• **Data to process**

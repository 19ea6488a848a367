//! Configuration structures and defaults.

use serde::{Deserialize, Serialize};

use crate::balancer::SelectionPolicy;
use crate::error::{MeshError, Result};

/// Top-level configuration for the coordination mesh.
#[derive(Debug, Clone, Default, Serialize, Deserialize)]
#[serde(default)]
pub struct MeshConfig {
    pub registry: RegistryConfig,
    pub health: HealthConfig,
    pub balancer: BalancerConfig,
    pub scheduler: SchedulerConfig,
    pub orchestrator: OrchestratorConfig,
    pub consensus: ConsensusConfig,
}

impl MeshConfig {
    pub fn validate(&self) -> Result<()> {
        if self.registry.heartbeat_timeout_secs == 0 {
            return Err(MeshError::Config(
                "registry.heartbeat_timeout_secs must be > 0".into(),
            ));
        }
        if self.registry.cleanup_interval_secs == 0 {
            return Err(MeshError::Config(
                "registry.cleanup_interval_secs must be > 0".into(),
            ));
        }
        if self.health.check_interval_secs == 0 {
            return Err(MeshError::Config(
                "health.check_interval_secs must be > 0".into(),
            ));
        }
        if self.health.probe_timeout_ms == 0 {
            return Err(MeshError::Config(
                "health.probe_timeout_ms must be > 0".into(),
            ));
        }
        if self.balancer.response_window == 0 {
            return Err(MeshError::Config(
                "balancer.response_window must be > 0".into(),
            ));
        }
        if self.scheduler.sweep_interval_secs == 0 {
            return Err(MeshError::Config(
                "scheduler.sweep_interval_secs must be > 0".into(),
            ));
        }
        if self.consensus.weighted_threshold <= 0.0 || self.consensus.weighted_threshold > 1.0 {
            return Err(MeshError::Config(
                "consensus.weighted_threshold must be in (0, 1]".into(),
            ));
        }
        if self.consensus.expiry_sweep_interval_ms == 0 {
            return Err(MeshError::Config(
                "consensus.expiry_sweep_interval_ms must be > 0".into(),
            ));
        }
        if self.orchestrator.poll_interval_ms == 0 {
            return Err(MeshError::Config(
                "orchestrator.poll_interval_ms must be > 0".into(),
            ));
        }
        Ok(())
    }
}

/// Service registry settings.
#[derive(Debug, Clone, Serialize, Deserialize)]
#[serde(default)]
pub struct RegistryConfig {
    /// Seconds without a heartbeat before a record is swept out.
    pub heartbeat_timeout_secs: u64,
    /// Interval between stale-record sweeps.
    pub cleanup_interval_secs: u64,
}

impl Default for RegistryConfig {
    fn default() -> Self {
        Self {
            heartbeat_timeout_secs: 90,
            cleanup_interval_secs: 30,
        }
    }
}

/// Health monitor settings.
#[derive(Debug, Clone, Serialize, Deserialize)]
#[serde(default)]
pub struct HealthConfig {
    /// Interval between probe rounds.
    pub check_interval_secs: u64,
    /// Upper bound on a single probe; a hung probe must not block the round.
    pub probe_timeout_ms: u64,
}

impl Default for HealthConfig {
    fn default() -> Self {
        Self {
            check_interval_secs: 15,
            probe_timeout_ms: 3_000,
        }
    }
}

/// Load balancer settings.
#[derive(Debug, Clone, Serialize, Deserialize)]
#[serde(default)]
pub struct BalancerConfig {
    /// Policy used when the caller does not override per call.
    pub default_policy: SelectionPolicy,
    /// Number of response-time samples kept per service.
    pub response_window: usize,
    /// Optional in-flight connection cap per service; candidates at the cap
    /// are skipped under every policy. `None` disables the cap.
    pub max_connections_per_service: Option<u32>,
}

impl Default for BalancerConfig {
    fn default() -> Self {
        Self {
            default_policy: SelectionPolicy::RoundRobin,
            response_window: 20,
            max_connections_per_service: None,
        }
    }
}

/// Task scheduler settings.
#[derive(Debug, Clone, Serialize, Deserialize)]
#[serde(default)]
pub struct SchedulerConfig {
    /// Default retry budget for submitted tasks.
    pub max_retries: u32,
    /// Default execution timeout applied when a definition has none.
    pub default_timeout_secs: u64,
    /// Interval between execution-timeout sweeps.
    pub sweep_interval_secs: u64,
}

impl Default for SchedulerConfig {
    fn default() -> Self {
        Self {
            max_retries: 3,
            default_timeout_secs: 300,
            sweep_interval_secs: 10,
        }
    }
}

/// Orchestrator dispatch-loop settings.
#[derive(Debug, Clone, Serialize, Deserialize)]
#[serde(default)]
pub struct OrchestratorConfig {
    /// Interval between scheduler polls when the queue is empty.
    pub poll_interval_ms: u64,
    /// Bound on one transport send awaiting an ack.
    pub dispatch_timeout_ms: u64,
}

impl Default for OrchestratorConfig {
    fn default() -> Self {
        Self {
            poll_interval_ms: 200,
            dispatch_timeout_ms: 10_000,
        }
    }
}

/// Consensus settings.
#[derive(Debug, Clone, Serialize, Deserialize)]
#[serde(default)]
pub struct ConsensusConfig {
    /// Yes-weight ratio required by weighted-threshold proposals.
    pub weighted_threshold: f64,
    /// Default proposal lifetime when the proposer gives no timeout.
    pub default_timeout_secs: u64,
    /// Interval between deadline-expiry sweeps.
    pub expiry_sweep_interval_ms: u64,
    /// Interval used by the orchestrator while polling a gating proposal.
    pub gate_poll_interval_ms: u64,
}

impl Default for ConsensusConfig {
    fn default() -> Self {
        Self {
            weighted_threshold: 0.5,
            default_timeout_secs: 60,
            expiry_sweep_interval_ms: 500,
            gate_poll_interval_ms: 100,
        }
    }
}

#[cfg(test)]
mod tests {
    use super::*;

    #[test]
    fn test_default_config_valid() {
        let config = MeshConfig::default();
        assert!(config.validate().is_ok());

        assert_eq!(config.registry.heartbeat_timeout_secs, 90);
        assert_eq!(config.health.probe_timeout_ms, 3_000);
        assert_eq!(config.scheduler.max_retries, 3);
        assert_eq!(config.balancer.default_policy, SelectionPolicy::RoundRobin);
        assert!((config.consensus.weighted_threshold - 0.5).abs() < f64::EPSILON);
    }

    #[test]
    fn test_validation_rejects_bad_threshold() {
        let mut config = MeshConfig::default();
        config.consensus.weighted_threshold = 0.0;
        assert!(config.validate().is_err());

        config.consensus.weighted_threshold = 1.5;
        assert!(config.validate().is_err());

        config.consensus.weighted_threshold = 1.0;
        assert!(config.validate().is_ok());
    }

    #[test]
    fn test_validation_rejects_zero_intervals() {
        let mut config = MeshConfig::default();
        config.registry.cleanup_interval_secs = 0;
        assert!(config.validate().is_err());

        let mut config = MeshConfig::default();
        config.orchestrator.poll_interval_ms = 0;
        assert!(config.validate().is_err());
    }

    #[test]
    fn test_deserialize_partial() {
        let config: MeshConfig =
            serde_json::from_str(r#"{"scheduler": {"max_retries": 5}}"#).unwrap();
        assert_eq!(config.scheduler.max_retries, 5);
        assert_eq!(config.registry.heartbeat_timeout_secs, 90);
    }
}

• **Task prompt**
Using the material, show each line where the string "record" can be found.

• **Answer box**
    /// Seconds without a heartbeat before a record is swept out.
    /// Interval between stale-record sweeps.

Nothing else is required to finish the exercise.